Task goal ::
Lines holding the string "elements" are the ones to copy from this listing.

Recorded data ::
↓
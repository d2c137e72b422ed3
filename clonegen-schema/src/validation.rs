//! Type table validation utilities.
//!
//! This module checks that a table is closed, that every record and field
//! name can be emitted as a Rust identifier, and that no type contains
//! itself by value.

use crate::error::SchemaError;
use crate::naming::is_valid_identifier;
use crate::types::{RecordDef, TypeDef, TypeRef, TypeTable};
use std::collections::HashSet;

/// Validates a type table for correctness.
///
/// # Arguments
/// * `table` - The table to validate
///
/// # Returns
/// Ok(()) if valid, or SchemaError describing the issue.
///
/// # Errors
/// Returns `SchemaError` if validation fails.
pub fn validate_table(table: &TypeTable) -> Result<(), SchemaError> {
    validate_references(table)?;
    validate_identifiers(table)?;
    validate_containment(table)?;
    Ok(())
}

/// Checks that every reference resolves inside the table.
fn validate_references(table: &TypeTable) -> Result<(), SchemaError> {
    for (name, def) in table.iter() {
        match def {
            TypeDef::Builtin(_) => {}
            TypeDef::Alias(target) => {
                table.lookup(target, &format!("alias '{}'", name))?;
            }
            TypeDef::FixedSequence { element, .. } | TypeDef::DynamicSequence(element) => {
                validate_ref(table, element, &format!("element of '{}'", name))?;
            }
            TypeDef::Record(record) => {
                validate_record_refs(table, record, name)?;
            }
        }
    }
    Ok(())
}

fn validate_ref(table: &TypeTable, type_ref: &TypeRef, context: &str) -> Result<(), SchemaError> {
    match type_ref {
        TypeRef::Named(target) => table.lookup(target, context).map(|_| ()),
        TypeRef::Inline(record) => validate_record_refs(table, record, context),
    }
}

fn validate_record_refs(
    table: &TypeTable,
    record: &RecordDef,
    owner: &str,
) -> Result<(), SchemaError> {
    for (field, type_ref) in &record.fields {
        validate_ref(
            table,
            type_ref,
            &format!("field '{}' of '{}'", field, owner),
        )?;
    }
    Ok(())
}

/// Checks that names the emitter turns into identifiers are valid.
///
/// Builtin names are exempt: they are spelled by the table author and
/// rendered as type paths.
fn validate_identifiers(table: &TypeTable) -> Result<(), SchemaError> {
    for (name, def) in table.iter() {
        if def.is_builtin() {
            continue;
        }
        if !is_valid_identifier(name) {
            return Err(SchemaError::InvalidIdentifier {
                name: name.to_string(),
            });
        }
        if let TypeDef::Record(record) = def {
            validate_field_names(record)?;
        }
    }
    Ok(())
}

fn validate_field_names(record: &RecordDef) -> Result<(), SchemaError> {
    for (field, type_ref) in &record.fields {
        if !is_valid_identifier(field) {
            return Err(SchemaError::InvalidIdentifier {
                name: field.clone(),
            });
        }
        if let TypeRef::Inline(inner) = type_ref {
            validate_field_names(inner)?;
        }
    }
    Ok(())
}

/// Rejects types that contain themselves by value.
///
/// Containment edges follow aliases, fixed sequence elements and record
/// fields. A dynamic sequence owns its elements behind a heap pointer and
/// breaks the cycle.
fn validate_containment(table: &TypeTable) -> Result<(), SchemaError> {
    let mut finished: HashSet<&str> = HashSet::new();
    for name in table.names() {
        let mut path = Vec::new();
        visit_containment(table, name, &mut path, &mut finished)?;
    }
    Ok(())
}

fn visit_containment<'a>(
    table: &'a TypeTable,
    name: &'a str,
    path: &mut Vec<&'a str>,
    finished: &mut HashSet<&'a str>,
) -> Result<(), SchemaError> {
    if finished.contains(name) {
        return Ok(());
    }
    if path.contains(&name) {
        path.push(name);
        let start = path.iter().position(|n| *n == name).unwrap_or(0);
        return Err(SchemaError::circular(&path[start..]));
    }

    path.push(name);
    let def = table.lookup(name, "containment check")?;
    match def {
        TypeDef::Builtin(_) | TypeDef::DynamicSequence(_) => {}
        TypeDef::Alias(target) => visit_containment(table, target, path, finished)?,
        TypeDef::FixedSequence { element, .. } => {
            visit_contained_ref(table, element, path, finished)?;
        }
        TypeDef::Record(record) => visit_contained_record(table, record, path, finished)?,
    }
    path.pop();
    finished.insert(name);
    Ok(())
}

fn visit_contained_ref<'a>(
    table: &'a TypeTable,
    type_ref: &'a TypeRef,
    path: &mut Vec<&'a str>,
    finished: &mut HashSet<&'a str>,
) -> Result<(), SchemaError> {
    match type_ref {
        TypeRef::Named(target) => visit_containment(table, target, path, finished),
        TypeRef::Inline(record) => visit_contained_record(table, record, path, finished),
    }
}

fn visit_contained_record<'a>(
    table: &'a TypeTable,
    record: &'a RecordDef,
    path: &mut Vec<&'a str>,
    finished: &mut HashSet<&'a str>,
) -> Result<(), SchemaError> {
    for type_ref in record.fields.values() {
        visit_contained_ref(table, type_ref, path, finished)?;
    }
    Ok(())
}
↑
Result for this task ::
/// Containment edges follow aliases, fixed sequence elements and record
/// fields. A dynamic sequence owns its elements behind a heap pointer and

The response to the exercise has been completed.